The bacteria that make up the microbiome of the human intestines play many different roles. In healthy individuals we can find commensal and pathobiont strains of bacteria. Commensal bacteria are bacterial strains that help shape immune function, provide scarce nutrients, aid in digestion, and maintain balance (homeostasis) in the gut. Pathobionts are bacterial strains that benefit the host like commensals or have no effect on the host under homeostatic conditions. When the gut microbiome is unbalanced (dysbiosis), these pathobionts can behave like pathogenic bacteria. Dysbiosis occurs when the host becomes immunocompromised, there is a loss of commensal diversity, an overgrowth of pathobionts, or colonization by pathogenic bacteria. Our project aims to better understand how changes in the gut microbiome enable pathogenic bacteria to take over niches previously occupied by commensals or utilize new niches and cause disease. The genetic factors that are required for these bacteria to bind to the host mucosal surface could be used as novel vaccine targets. If we were to identify variants of adherence factors associated with bacteria that can translocate into the bloodstream, we could potentially use that factors to design a vaccine that specifically targets bacteria that cause bacteremia and sepsis.
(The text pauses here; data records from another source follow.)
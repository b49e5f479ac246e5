use std::fs;
use std::path::Path;

use chrono::Utc;
use tally_core::{validate_request, Dataset, EngineConfig, QuoteEngine, QuoteInput, QuoteRequest};

use super::CommandResult;

enum Failure {
    /// Bad cart or promotion input from the caller.
    InvalidRequest(String),
    /// Unreadable dataset or config; an operator problem, not a cart problem.
    Environment(String),
}

pub fn run(
    dataset_path: &Path,
    cart_path: &Path,
    promo: Option<&str>,
    config_path: Option<&Path>,
) -> CommandResult {
    match execute(dataset_path, cart_path, promo, config_path) {
        Ok(result) => result,
        Err(Failure::InvalidRequest(message)) => {
            CommandResult::failure("quote", "invalid_request", message, 2)
        }
        Err(Failure::Environment(message)) => {
            CommandResult::failure("quote", "environment", message, 1)
        }
    }
}

fn execute(
    dataset_path: &Path,
    cart_path: &Path,
    promo: Option<&str>,
    config_path: Option<&Path>,
) -> Result<CommandResult, Failure> {
    let config = match config_path {
        Some(path) => {
            EngineConfig::from_path(path).map_err(|e| Failure::Environment(e.to_string()))?
        }
        None => EngineConfig::default(),
    };

    let dataset: Dataset = read_json(dataset_path).map_err(Failure::Environment)?;
    let request: QuoteRequest = read_json(cart_path).map_err(Failure::InvalidRequest)?;
    validate_request(&request).map_err(|e| Failure::InvalidRequest(e.to_string()))?;

    let code = promo.or(request.promo_code.as_deref());
    let bundle = code.and_then(|code| dataset.bundle_for(code));

    let snapshot = dataset.snapshot();
    let engine = QuoteEngine::new(config);
    let result = engine.quote(
        QuoteInput { request: &request, snapshot: &snapshot, promotion: bundle.as_ref() },
        Utc::now(),
    );

    Ok(CommandResult::payload(result))
}

fn read_json<T: serde::de::DeserializeOwned>(path: &Path) -> Result<T, String> {
    let raw = fs::read_to_string(path)
        .map_err(|error| format!("could not read `{}`: {error}", path.display()))?;
    serde_json::from_str(&raw)
        .map_err(|error| format!("could not parse `{}`: {error}", path.display()))
}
Enterobacteriaceae and Enterococcaceae are the most prominent bacterial superfamilies that cause bacteremia and sepsis. The Enterobacteriaceae family is made up of Gram-negative bacteria, and the species of most concern are Escherichia coli and Klebsiella pneumoniae. The Enterococcaceae family is made up of Gram-positive bacteria, and the species of most concern are Enterococcus faecalis and Enterococcus faecium. These species are also ESKAPE pathogens. ESKAPE pathogens are a group of bacteria that are multidrug resistant (MDR), responsible for the majority of hospital acquired infections, and are associated with the highest risk of mortality. This makes treating these infections difficult and expensive. These MDR bacteria are called ESKAPE (Enterococcus faecium, Staphylococcus aureus, Klebsiella pneumoniae, Acinetobacter baumannii, Pseudomonas aeruginosa, Enterobacter species and Escherichia coli) pathogens as they can ‘escape’ the biocidal action of antimicrobial agents. There are no vaccines for any of these species.
The foundation project that our other bacterial GCID projects rely on is the creation of a fully annotated and searchable reference library of pathogenic and drug-resistance pathobionts that colonize the human intestines. This library is continually growing and currently contains clinical strains of Escherichia coli, Klebsiella pneumoniae, and Staphylococcus aureus. Alongside these clinical libraries we have also curated libraries of publicly available genomes for these species. Additionally, we have curated virulence databases for each of these species that we use to annotate the libraries. So far, these libraries and databases have been used to identify virulence factors that were used to create a vaccine that has been shown to be protective against ExPEC (Extraintestinal Pathogenic E. coli) colonization in a mouse model. It also enabled us to identify a new commensal-like strain that outcompetes ExPEC in mixed infections on colonoids, which we can track in a mixed population without adding barcodes using SUMMIT (Sequence Ushered Microbial Monolayer Infection Tournament), which is a new tool we designed using the reference library. Lastly, we found a potential novel function for an adhesin that pertains to bacterial-bacterial interactions and not adherence to host.
We aim to expand our libraries so that we will have libraries for each the different ESKAPE pathogen. We will also continue to use these libraries and the SUMMIT system to find virulence factors that can be used as novel vaccine targets. At the completion of the project, there will be numerous bacterial, host, and commensal targets for new drug development.